2008-03-04 Thread Chris Sizemore
anyone got any thoughts or experiences with the UUID system for uniquely 
identifying objects mentioned below? in our collective opinion and experience, 
is there anything like that, or close to that, in existence yet?

does MusicBrainz qualify in terms of Music object identification and IDs?


best--

--cs


-Original Message-
From: [EMAIL PROTECTED] on behalf of David Greaves
Sent: Tue 3/4/2008 12:23 PM
To: backstage@lists.bbc.co.uk
Subject: Re: [backstage] What would you love to see coming out of BBC Vision in 
the near future?
 
Ian Forrester wrote:
 Hi All,
 
 I was hoping to get a brainstorm of ideas for APIs and Feeds you would love 
 to play with in the near future, while focusing on Vision/TV
 
 I got most of the obvious stuff like,
 - A reference page or service for all programmes (/programmes in XML)
 - keywords
   
   
   
   
   
   
   
   
   
 
 Anything more?

I'm not sure of the scope of the above points...

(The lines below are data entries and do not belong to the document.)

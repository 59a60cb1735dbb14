//! Configuration du désassembleur

use serde::{Deserialize, Serialize};
use anyhow::Result;
use std::fs;

use crate::disasm::BoundaryMode;
use crate::opcode::SchemaVersion;

/// Configuration principale du désassembleur
#[derive(Debug, Clone, Default, PartialEq, Serialize, Deserialize)]
pub struct DisConfig {
    #[serde(default)]
    pub decode: DecodeConfig,
    #[serde(default)]
    pub logging: LoggingConfig,
}

#[derive(Debug, Clone, Default, PartialEq, Serialize, Deserialize)]
pub struct DecodeConfig {
    /// Jeu d'instructions de la VM qui a produit le code
    #[serde(default)]
    pub schema_version: SchemaVersion,
    /// "length" ou "terminator"
    #[serde(default)]
    pub boundary: BoundaryMode,
}

#[derive(Debug, Clone, PartialEq, Serialize, Deserialize)]
pub struct LoggingConfig {
    /// Filtre par défaut d'env_logger, remplacé par RUST_LOG s'il est défini
    pub level: String,
}

impl Default for LoggingConfig {
    fn default() -> Self {
        Self {
            level: "warn".to_string(),
        }
    }
}

impl DisConfig {
    pub fn load_from_file(path: &str) -> Result<Self> {
        let contents = fs::read_to_string(path)?;
        let config: DisConfig = toml::from_str(&contents)?;
        Ok(config)
    }

    pub fn save_to_file(&self, path: &str) -> Result<()> {
        let contents = toml::to_string_pretty(self)?;
        fs::write(path, contents)?;
        Ok(())
    }

    pub fn load_or_default(path: &str) -> Self {
        Self::load_from_file(path).unwrap_or_default()
    }
}

#[cfg(test)]
mod tests {
    use super::*;
    use tempfile::TempDir;

    #[test]
    fn test_config_round_trip() -> Result<()> {
        let temp_dir = TempDir::new()?;
        let path = temp_dir.path().join("dis.toml");
        let path = path.to_string_lossy().to_string();

        let mut config = DisConfig::default();
        config.decode.schema_version = SchemaVersion::Legacy;
        config.decode.boundary = BoundaryMode::Terminator;
        config.save_to_file(&path)?;

        let loaded = DisConfig::load_from_file(&path)?;
        assert_eq!(loaded, config);
        Ok(())
    }

    #[test]
    fn test_partial_config_uses_defaults() -> Result<()> {
        let config: DisConfig = toml::from_str("[decode]\nschema_version = \"legacy\"\n")?;
        assert_eq!(config.decode.schema_version, SchemaVersion::Legacy);
        assert_eq!(config.decode.boundary, BoundaryMode::Length);
        assert_eq!(config.logging.level, "warn");
        Ok(())
    }

    #[test]
    fn test_load_or_default_reads_existing_file() -> Result<()> {
        let temp_dir = TempDir::new()?;
        let path = temp_dir.path().join("dis-rust.toml");
        fs::write(&path, "[decode]\nboundary = \"terminator\"\n")?;

        let config = DisConfig::load_or_default(&path.to_string_lossy());
        assert_eq!(config.decode.boundary, BoundaryMode::Terminator);
        assert_eq!(config.decode.schema_version, SchemaVersion::Current);
        Ok(())
    }

    #[test]
    fn test_missing_file_falls_back_to_default() {
        let config = DisConfig::load_or_default("/nonexistent/dis.toml");
        assert_eq!(config, DisConfig::default());
    }
}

Given concepts like crossover and product placement it may be worth looking at
in-program timing of generic 'objects'. eg:
 25:00-26:23 Music: Band:Ah-ha Track:Take On Me Album:...
 25:00-26:23 Actor: Bruce Lee Character: Benny
 25:00-26:23 Product: Coca Cola
 25:00-26:23 Actual Location : Slough GPS-coords:39729358734652
 25:00-26:23 Fictional Location : Monaco
for *that* famous scene :)

This does not need to be commercial - I could see it being used to identify
concepts in educational material too.

Who does this?
Well, collaborative approaches could be used (FreeDB/CDDB worked), some
companies would provide product/media info (would need guidelines), some
programme makers would find it added value (education) - heck maybe an actor's
agent would provide the data as part of the service (or the actor themselves if
they were on the 'bronze' package ;) )

Clearly this works when it's about providing meta-information rather than links
to a page. Those come from the apps using the meta-data.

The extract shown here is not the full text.